TO DO →
In the entries below, find each line with the word "INTEGER" and pull it out.

SUPPLIED RECORDS →
//! Database schema definitions
//!
//! This module contains all SQL schema definitions for the Sitegauge database.

/// SQL schema for the database
pub const SCHEMA_SQL: &str = r#"
-- Track audit runs
CREATE TABLE IF NOT EXISTS runs (
    id INTEGER PRIMARY KEY AUTOINCREMENT,
    site_key TEXT NOT NULL,
    started_at TEXT NOT NULL,
    finished_at TEXT,
    config_hash TEXT NOT NULL,
    status TEXT NOT NULL,
    discovered_count INTEGER NOT NULL DEFAULT 0,
    indexed_count INTEGER NOT NULL DEFAULT 0,
    extracted_count INTEGER NOT NULL DEFAULT 0,
    failed_count INTEGER NOT NULL DEFAULT 0
);

CREATE INDEX IF NOT EXISTS idx_runs_site ON runs(site_key);

-- One row per normalized URL of a site
CREATE TABLE IF NOT EXISTS url_records (
    site_key TEXT NOT NULL,
    url TEXT NOT NULL,
    status TEXT NOT NULL,
    title TEXT,
    description TEXT,
    h1 INTEGER,
    h2 INTEGER,
    h3 INTEGER,
    h4 INTEGER,
    h5 INTEGER,
    h6 INTEGER,
    incoming_link_count INTEGER,
    discovered_at TEXT NOT NULL,
    extracted_at TEXT,
    PRIMARY KEY (site_key, url)
);

CREATE INDEX IF NOT EXISTS idx_url_records_status ON url_records(site_key, status);

-- Outbound internal links of each extracted page
CREATE TABLE IF NOT EXISTS internal_links (
    site_key TEXT NOT NULL,
    from_url TEXT NOT NULL,
    to_url TEXT NOT NULL,
    PRIMARY KEY (site_key, from_url, to_url)
);

CREATE INDEX IF NOT EXISTS idx_internal_links_to ON internal_links(site_key, to_url);
"#;

/// Initializes the database schema
pub fn initialize_schema(conn: &rusqlite::Connection) -> Result<(), rusqlite::Error> {
    conn.execute_batch(SCHEMA_SQL)?;
    Ok(())
}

RESPONSE TO THE EXERCISE →
    id INTEGER PRIMARY KEY AUTOINCREMENT,
    discovered_count INTEGER NOT NULL DEFAULT 0,
    indexed_count INTEGER NOT NULL DEFAULT 0,
    extracted_count INTEGER NOT NULL DEFAULT 0,
    failed_count INTEGER NOT NULL DEFAULT 0
    h1 INTEGER,
    h2 INTEGER,
    h3 INTEGER,
    h4 INTEGER,
    h5 INTEGER,
    h6 INTEGER,
    incoming_link_count INTEGER,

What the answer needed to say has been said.